The government can submit two major financial sector bills, including the proposed law to facilitate the privatization of public sector banks, as announced by the finance minister in the budget.

It is also likely that the government will introduce table amendments to the Pension Fund Regulatory and Development Authority (PFRDA) Act 2013, to enable the separation of the National Pension System Fund (NPS) from the PFRDA to ensure universal pension coverage.

The sources said that the government is likely to introduce amendments to the Banking Regulation Law of 1949 during the next winter session of Parliament.

The sources added that besides this, amendments to the Banking Companies (Acquisition and Transfer of Companies) Law of 1970 and the Banking Companies (Acquisition and Transfer of Companies) Law of 1980 will be needed for the privatization of banks.

They said that these acts led to the nationalization of banks in two stages, and the provisions of these laws must be changed to privatize banks.

Finance Minister Nirmala Sitharaman, Financial Sector Bills, Winter Session, Parliament,financial sector bills

The month-long winter parliament session is expected to start late next month. The second batch of supplemental support applications, which allow the government to allocate additional expenditures beyond the Finance Bill, would also be introduced for approval.

Finance Minister Nirmala Sitharaman, who presented the budget 2021-22, announced the privatization of Public Sector Banks (PSBs) as part of disinvestment drive to garner Rs 1.75 lakh crore.

"Apart from IDBI Bank, we are proposing to start privatizing two public sector banks and one public insurance company in 2021-22," he said.

To ensure the privatization of a public insurance company, the government has already received Parliament's approval of the Public Insurance Business (Nationalization) Amendment Bill 2021, in the monsoon session that ended in August 2021.
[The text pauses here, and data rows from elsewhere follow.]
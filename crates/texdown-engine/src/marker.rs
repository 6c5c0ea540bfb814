use once_cell::sync::Lazy;
use regex::Regex;
use thiserror::Error;

/// Opening sentinel for a marker token.
///
/// Ordinary markdown delimiters are unsafe here because user prose may
/// legitimately contain brackets, so the protocol uses a deliberately baroque
/// sequence that cannot plausibly occur in normal text.
pub const MARKER_START: &str = "--[[--[[--[[#######-";

/// Closing sentinel for a marker token.
pub const MARKER_END: &str = "-#######]]--]]--]]--";

/// Full-line grammar for a marker token. The pattern is anchored at both ends:
/// a marker never matches mid-line or across lines.
static MARKER_RE: Lazy<Regex> = Lazy::new(|| {
    Regex::new(r"^--\[\[--\[\[--\[\[#######-\[\[MAGIC:([^|\]]+)(?:\|(.*?))?\]\]-#######\]\]--\]\]--\]\]--$")
        .expect("marker grammar is a valid regex")
});

/// Errors produced by the marker protocol.
#[derive(Debug, Error, PartialEq)]
pub enum MarkerError {
    /// The label would be ambiguous inside the token grammar.
    #[error("command label {0:?} may not contain '|' or ']'")]
    InvalidLabel(String),
}

/// The decoded payload of one marker line: a command label plus its ordered
/// `(name, value)` argument pairs.
#[derive(Debug, Clone, PartialEq, Eq)]
pub struct MarkerToken {
    pub label: String,
    pub args: Vec<(String, String)>,
}

/// Serialize a command into its canonical one-line token.
///
/// Argument values escape literal newlines as the two-character sequence
/// `\n`; keys and labels are emitted verbatim. `;` and `=` inside values are
/// intentionally not escaped (see crate docs), so round-tripping is only
/// guaranteed for values free of raw `;` and keys free of `=`.
pub fn serialize_token(label: &str, args: &[(String, String)]) -> Result<String, MarkerError> {
    if label.contains('|') || label.contains(']') {
        return Err(MarkerError::InvalidLabel(label.to_string()));
    }

    let payload = if args.is_empty() {
        format!("MAGIC:{label}")
    } else {
        let joined = args
            .iter()
            .map(|(key, value)| format!("{key}={}", value.replace('\n', "\\n")))
            .collect::<Vec<_>>()
            .join(";");
        format!("MAGIC:{label}|{joined}")
    };

    Ok(format!("{MARKER_START}[[{payload}]]{MARKER_END}"))
}

/// Test one line of text against the marker grammar.
///
/// The line is trimmed first; on a full-line match the decoded token is
/// returned with escaped newlines restored. Anything else is ordinary prose
/// and yields `None`. A line that merely resembles a marker is never an
/// error, so user text is never destroyed by a near-miss.
pub fn parse_token(line: &str) -> Option<MarkerToken> {
    let caps = MARKER_RE.captures(line.trim())?;

    let label = caps[1].to_string();
    let mut args = Vec::new();

    if let Some(raw_args) = caps.get(2) {
        for pair in raw_args.as_str().split(';') {
            // Pairs without '=' are silently dropped, matching the fail-open
            // posture of the rest of the protocol.
            let Some(eq) = pair.find('=') else { continue };
            let key = pair[..eq].trim().to_string();
            let value = pair[eq + 1..].replace("\\n", "\n");
            args.push((key, value));
        }
    }

    Some(MarkerToken { label, args })
}

#[cfg(test)]
mod tests {
    use super::*;
    use rstest::rstest;

    fn pairs(raw: &[(&str, &str)]) -> Vec<(String, String)> {
        raw.iter()
            .map(|(k, v)| (k.to_string(), v.to_string()))
            .collect()
    }

    #[test]
    fn serializes_bare_label() {
        let token = serialize_token("PageBreak", &[]).unwrap();
        assert_eq!(
            token,
            "--[[--[[--[[#######-[[MAGIC:PageBreak]]-#######]]--]]--]]--"
        );
    }

    #[test]
    fn serializes_label_with_args() {
        let token = serialize_token("Figure", &pairs(&[("path", "img.png"), ("caption", "A cat")]))
            .unwrap();
        assert_eq!(
            token,
            "--[[--[[--[[#######-[[MAGIC:Figure|path=img.png;caption=A cat]]-#######]]--]]--]]--"
        );
    }

    #[rstest]
    #[case("Bad|Label")]
    #[case("Bad]Label")]
    fn rejects_ambiguous_labels(#[case] label: &str) {
        assert_eq!(
            serialize_token(label, &[]),
            Err(MarkerError::InvalidLabel(label.to_string()))
        );
    }

    #[test]
    fn parses_bare_label() {
        let token =
            parse_token("--[[--[[--[[#######-[[MAGIC:PageBreak]]-#######]]--]]--]]--").unwrap();
        assert_eq!(token.label, "PageBreak");
        assert!(token.args.is_empty());
    }

    #[test]
    fn parses_args_and_restores_newlines() {
        let token = parse_token(
            "--[[--[[--[[#######-[[MAGIC:Quote|text=line1\\nline2;author=me]]-#######]]--]]--]]--",
        )
        .unwrap();
        assert_eq!(token.label, "Quote");
        assert_eq!(token.args, pairs(&[("text", "line1\nline2"), ("author", "me")]));
    }

    #[test]
    fn parse_trims_surrounding_whitespace() {
        let line = "   --[[--[[--[[#######-[[MAGIC:PageBreak]]-#######]]--]]--]]--  ";
        assert!(parse_token(line).is_some());
    }

    #[rstest]
    #[case("just some prose")]
    #[case("--[[--[[--[[#######-[[MAGIC:X]]-#######]]--]]--]]-- trailing prose")]
    #[case("prefix --[[--[[--[[#######-[[MAGIC:X]]-#######]]--]]--]]--")]
    #[case("--[[--[[--[[#######-[[MAGIC:]]-#######]]--]]--]]--")]
    #[case("--[[--[[#######-[[MAGIC:Short]]-#######]]--]]--")]
    fn rejects_non_markers(#[case] line: &str) {
        assert_eq!(parse_token(line), None);
    }

    #[test]
    fn pairs_without_equals_are_dropped() {
        let token = parse_token(
            "--[[--[[--[[#######-[[MAGIC:Figure|path=a.png;garbage;caption=ok]]-#######]]--]]--]]--",
        )
        .unwrap();
        assert_eq!(token.args, pairs(&[("path", "a.png"), ("caption", "ok")]));
    }

    #[rstest]
    #[case("Figure", &[("path", "img.png"), ("caption", "A cat")])]
    #[case("Quote", &[("text", "line1\nline2")])]
    #[case("PageBreak", &[])]
    #[case("Heading", &[("title", "spaced out value")])]
    fn round_trips(#[case] label: &str, #[case] raw: &[(&str, &str)]) {
        let args = pairs(raw);
        let line = serialize_token(label, &args).unwrap();
        let token = parse_token(&line).unwrap();
        assert_eq!(token.label, label);
        assert_eq!(token.args, args);
    }
}
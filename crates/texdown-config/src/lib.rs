use serde::{Deserialize, Serialize};
use std::path::{Path, PathBuf};
use thiserror::Error;

#[derive(Debug, Error)]
pub enum ConfigError {
    #[error("Failed to read config file at {config_path}: {source}")]
    ConfigReadError {
        config_path: PathBuf,
        source: std::io::Error,
    },

    #[error("Failed to parse config file at {config_path}: {source}")]
    ConfigParseError {
        config_path: PathBuf,
        source: toml::de::Error,
    },
}

fn default_sync_debounce_ms() -> u64 {
    500
}

fn default_template() -> String {
    "base".to_string()
}

#[derive(Debug, Serialize, Deserialize)]
pub struct Config {
    pub projects_dir: PathBuf,
    #[serde(default = "default_template")]
    pub default_template: String,
    /// Quiet period before a caret move triggers forward position sync.
    #[serde(default = "default_sync_debounce_ms")]
    pub sync_debounce_ms: u64,
}

impl Default for Config {
    fn default() -> Self {
        Self {
            projects_dir: PathBuf::from("~/texdown-projects"),
            default_template: default_template(),
            sync_debounce_ms: default_sync_debounce_ms(),
        }
    }
}

impl Config {
    pub fn load_from_path<P: AsRef<Path>>(config_path: P) -> Result<Option<Self>, ConfigError> {
        let config_path = config_path.as_ref();
        if !config_path.exists() {
            return Ok(None);
        }

        let content = std::fs::read_to_string(config_path).map_err(|source| {
            ConfigError::ConfigReadError {
                config_path: config_path.to_path_buf(),
                source,
            }
        })?;

        let mut config: Config =
            toml::from_str(&content).map_err(|source| ConfigError::ConfigParseError {
                config_path: config_path.to_path_buf(),
                source,
            })?;

        // Expand shell variables and tilde in the loaded projects dir
        config.projects_dir = Self::expand_path(&config.projects_dir).unwrap_or(config.projects_dir);

        Ok(Some(config))
    }

    pub fn load() -> Result<Option<Self>, ConfigError> {
        let config_path = Self::config_path();
        Self::load_from_path(&config_path)
    }

    pub fn save_to_path<P: AsRef<Path>>(&self, config_path: P) -> anyhow::Result<()> {
        let config_path = config_path.as_ref();
        if let Some(parent) = config_path.parent() {
            std::fs::create_dir_all(parent)?;
        }
        let content = toml::to_string_pretty(self)?;
        std::fs::write(config_path, content)?;
        Ok(())
    }

    pub fn save(&self) -> anyhow::Result<()> {
        let config_path = Self::config_path();
        self.save_to_path(&config_path)
    }

    pub fn config_path() -> PathBuf {
        let config_dir = shellexpand::tilde("~/.config/texdown");
        PathBuf::from(config_dir.as_ref()).join("config.toml")
    }

    fn expand_path(path: &Path) -> Option<PathBuf> {
        let path_str = path.to_string_lossy();
        match shellexpand::full(&path_str) {
            Ok(expanded) => Some(PathBuf::from(expanded.as_ref())),
            Err(_) => None,
        }
    }
}
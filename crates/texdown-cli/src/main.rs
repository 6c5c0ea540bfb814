//! Batch front end for the texdown engine: canonicalize markup files, list
//! the magic-block markers they contain, and check them against a template's
//! command catalog.

use std::collections::HashMap;
use std::fs;
use std::path::{Path, PathBuf};
use std::process;

use anyhow::{Context, Result};
use clap::{Parser, Subcommand};
use texdown_config::Config;
use texdown_engine::{
    CommandCatalog, Document, MarkerToken, Node, Pairing, TemplateMeta, normalize, parse_token,
    serialize,
};

#[derive(Parser)]
#[command(name = "texdown", version, about = "texdown markup tools")]
struct Cli {
    #[command(subcommand)]
    command: Commands,
}

#[derive(Subcommand)]
enum Commands {
    /// Canonicalize a markup file (whitespace, blank-line runs, NBSP)
    Normalize {
        /// Input markup file
        input: PathBuf,
        /// Write here instead of stdout
        #[arg(short, long)]
        output: Option<PathBuf>,
    },
    /// List the magic-block markers in a markup file
    Markers {
        /// Input markup file
        input: PathBuf,
        /// Emit JSON instead of a human-readable table
        #[arg(long)]
        json: bool,
    },
    /// Check a markup file against a template's command catalog
    Check {
        /// Input markup file
        input: PathBuf,
        /// Template metadata JSON (variables + magic_commands). Defaults to
        /// the configured template under the configured projects dir.
        #[arg(short, long)]
        template: Option<PathBuf>,
    },
}

/// Resolve the template metadata path from config when none was given on the
/// command line, mirroring `<projects_dir>/templates/<default_template>.json`.
fn resolve_template(template: Option<PathBuf>) -> Result<PathBuf> {
    if let Some(path) = template {
        return Ok(path);
    }
    let config = Config::load()
        .context("failed to load config")?
        .with_context(|| {
            format!(
                "no --template given and no config file at {}",
                Config::config_path().display()
            )
        })?;
    Ok(config
        .projects_dir
        .join("templates")
        .join(format!("{}.json", config.default_template)))
}

fn main() -> Result<()> {
    env_logger::init();
    let cli = Cli::parse();

    match cli.command {
        Commands::Normalize { input, output } => normalize_file(&input, output.as_deref()),
        Commands::Markers { input, json } => list_markers(&input, json),
        Commands::Check { input, template } => {
            let template = resolve_template(template)?;
            let problems = check_file(&input, &template)?;
            if !problems.is_empty() {
                for problem in &problems {
                    eprintln!("{problem}");
                }
                process::exit(1);
            }
            println!("{}: ok", input.display());
            Ok(())
        }
    }
}

fn read_markup(input: &Path) -> Result<String> {
    fs::read_to_string(input).with_context(|| format!("failed to read {}", input.display()))
}

fn normalize_file(input: &Path, output: Option<&Path>) -> Result<()> {
    let markup = read_markup(input)?;
    let canonical = normalize(&markup);
    match output {
        Some(path) => fs::write(path, canonical)
            .with_context(|| format!("failed to write {}", path.display()))?,
        None => println!("{canonical}"),
    }
    Ok(())
}

/// Marker tokens with their 1-based line numbers in the raw input, so the
/// numbers agree with what `check` reports for the same file.
fn collect_markers(markup: &str) -> Vec<(usize, MarkerToken)> {
    markup
        .lines()
        .enumerate()
        .filter_map(|(index, line)| parse_token(line).map(|token| (index + 1, token)))
        .collect()
}

fn list_markers(input: &Path, json: bool) -> Result<()> {
    let markup = read_markup(input)?;
    let entries = collect_markers(&markup);

    if json {
        let values: Vec<serde_json::Value> = entries
            .iter()
            .map(|(line, token)| {
                let args: serde_json::Map<String, serde_json::Value> = token
                    .args
                    .iter()
                    .map(|(name, value)| (name.clone(), serde_json::Value::from(value.as_str())))
                    .collect();
                serde_json::json!({
                    "line": line,
                    "label": token.label,
                    "args": args,
                })
            })
            .collect();
        println!("{}", serde_json::to_string_pretty(&values)?);
    } else {
        for (line, token) in &entries {
            let args: Vec<String> = token
                .args
                .iter()
                .map(|(name, value)| format!("{name}={value}"))
                .collect();
            println!("{line}: {} {}", token.label, args.join(" "));
        }
    }
    Ok(())
}

/// Problems are reported, never fixed: unknown labels, and begin/end
/// imbalance per pairing group in document order.
fn check_file(input: &Path, template: &Path) -> Result<Vec<String>> {
    let meta_text = fs::read_to_string(template)
        .with_context(|| format!("failed to read {}", template.display()))?;
    let meta: TemplateMeta = serde_json::from_str(&meta_text)
        .with_context(|| format!("failed to parse {}", template.display()))?;
    let catalog = CommandCatalog::from_meta(&meta);

    let markup = read_markup(input)?;
    let doc = Document::from_markup(&markup, &catalog);

    let mut problems = Vec::new();
    let mut open: HashMap<String, usize> = HashMap::new();

    for (index, node) in doc.nodes().iter().enumerate() {
        let Node::Magic(block) = node else { continue };
        let line = index + 1;

        if catalog.find(&block.label).is_none() {
            problems.push(format!(
                "{}:{line}: unknown command {:?}",
                input.display(),
                block.label
            ));
            continue;
        }

        match (block.pairing, block.group.as_deref()) {
            (Some(Pairing::Begin), Some(group)) => {
                *open.entry(group.to_string()).or_insert(0) += 1;
            }
            (Some(Pairing::End), Some(group)) => {
                let depth = open.entry(group.to_string()).or_insert(0);
                if *depth == 0 {
                    let expected = catalog
                        .begin_partner(group)
                        .map(|begin| format!(" (expected {} above)", begin.label))
                        .unwrap_or_default();
                    problems.push(format!(
                        "{}:{line}: {} closes group {group:?} with no open begin{expected}",
                        input.display(),
                        block.label
                    ));
                } else {
                    *depth -= 1;
                }
            }
            _ => {}
        }
    }

    for (group, depth) in open {
        if depth > 0 {
            problems.push(format!(
                "{}: group {group:?} has {depth} unclosed begin(s)",
                input.display()
            ));
        }
    }

    // Canonical-form drift is worth flagging too, since saves always
    // rewrite the canonical form.
    if serialize(&doc) != markup {
        problems.push(format!(
            "{}: not in canonical form (run `texdown normalize`)",
            input.display()
        ));
    }

    Ok(problems)
}

#[cfg(test)]
mod tests {
    use super::*;
    use tempfile::TempDir;

    const META_JSON: &str = r#"{
        "variables": [],
        "magic_commands": [
            {"label": "Figure", "args": "path:image:|caption:text:", "tab": "Media"},
            {"label": "BeginQuote", "tab": "Format", "pairing": "begin", "group": "quote"},
            {"label": "EndQuote", "tab": "Format", "pairing": "end", "group": "quote"}
        ]
    }"#;

    fn write_files(markup: &str) -> (TempDir, PathBuf, PathBuf) {
        let dir = TempDir::new().unwrap();
        let markup_path = dir.path().join("doc.txt");
        let meta_path = dir.path().join("meta.json");
        fs::write(&markup_path, markup).unwrap();
        fs::write(&meta_path, META_JSON).unwrap();
        (dir, markup_path, meta_path)
    }

    #[test]
    fn balanced_canonical_file_passes_check() {
        let markup = "--[[--[[--[[#######-[[MAGIC:BeginQuote]]-#######]]--]]--]]--\n\nwords\n\n--[[--[[--[[#######-[[MAGIC:EndQuote]]-#######]]--]]--]]--";
        let (_dir, markup_path, meta_path) = write_files(markup);

        let problems = check_file(&markup_path, &meta_path).unwrap();
        assert!(problems.is_empty(), "{problems:?}");
    }

    #[test]
    fn lone_end_is_reported() {
        let markup = "--[[--[[--[[#######-[[MAGIC:EndQuote]]-#######]]--]]--]]--";
        let (_dir, markup_path, meta_path) = write_files(markup);

        let problems = check_file(&markup_path, &meta_path).unwrap();
        assert_eq!(problems.len(), 1);
        assert!(problems[0].contains("no open begin"));
        assert!(problems[0].contains("expected BeginQuote above"));
    }

    #[test]
    fn unclosed_begin_is_reported() {
        let markup = "--[[--[[--[[#######-[[MAGIC:BeginQuote]]-#######]]--]]--]]--";
        let (_dir, markup_path, meta_path) = write_files(markup);

        let problems = check_file(&markup_path, &meta_path).unwrap();
        assert_eq!(problems.len(), 1);
        assert!(problems[0].contains("unclosed begin"));
    }

    #[test]
    fn unknown_label_is_reported() {
        let markup = "--[[--[[--[[#######-[[MAGIC:Mystery]]-#######]]--]]--]]--";
        let (_dir, markup_path, meta_path) = write_files(markup);

        let problems = check_file(&markup_path, &meta_path).unwrap();
        assert_eq!(problems.len(), 1);
        assert!(problems[0].contains("unknown command"));
    }

    #[test]
    fn non_canonical_whitespace_is_reported() {
        let markup = "hello\u{a0}world\n\n\n\ntrailing   ";
        let (_dir, markup_path, meta_path) = write_files(markup);

        let problems = check_file(&markup_path, &meta_path).unwrap();
        assert_eq!(problems.len(), 1);
        assert!(problems[0].contains("canonical"));
    }

    #[test]
    fn markers_are_numbered_by_raw_input_lines() {
        // Non-canonical input: leading blanks and indentation must not shift
        // the reported numbers away from what `check` prints for this file.
        let markup =
            "\n\n  --[[--[[--[[#######-[[MAGIC:BeginQuote]]-#######]]--]]--]]--\nprose\n--[[--[[--[[#######-[[MAGIC:EndQuote]]-#######]]--]]--]]--";

        let entries = collect_markers(markup);
        assert_eq!(entries.len(), 2);
        assert_eq!(entries[0].0, 3);
        assert_eq!(entries[0].1.label, "BeginQuote");
        assert_eq!(entries[1].0, 5);
        assert_eq!(entries[1].1.label, "EndQuote");
    }

    #[test]
    fn normalize_writes_canonical_output() {
        let dir = TempDir::new().unwrap();
        let input = dir.path().join("in.txt");
        let output = dir.path().join("out.txt");
        fs::write(&input, "  messy\u{a0}text  \n\n\n\nend").unwrap();

        normalize_file(&input, Some(output.as_path())).unwrap();
        assert_eq!(fs::read_to_string(&output).unwrap(), "messy text\n\nend");
    }
}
With the amendment in the PFRDA Act, sources said, the powers, functions and duties of the NPS Trust, which is currently established in the PFRDA (National Retirement System Fund) Regulation 2015, may be subject to a charitable trust or corporate law.

The intent is to keep the NPS Trust separate from the pension regulator and to be administered by a competent 15-member board. Outside of this, the majority of the members are likely to be from the government, since they, including the states, are the group's largest shareholders.

The trust was established by PFRDA to take care of assets and funds under the NPS. The proposal to separate the two jobs has been under consideration for the past few years.

The Authority was established to promote and ensure the orderly growth of the pension sector with adequate powers over pension funds, the Central Record Keeping Agency and other intermediaries. It also protects the interests of the members.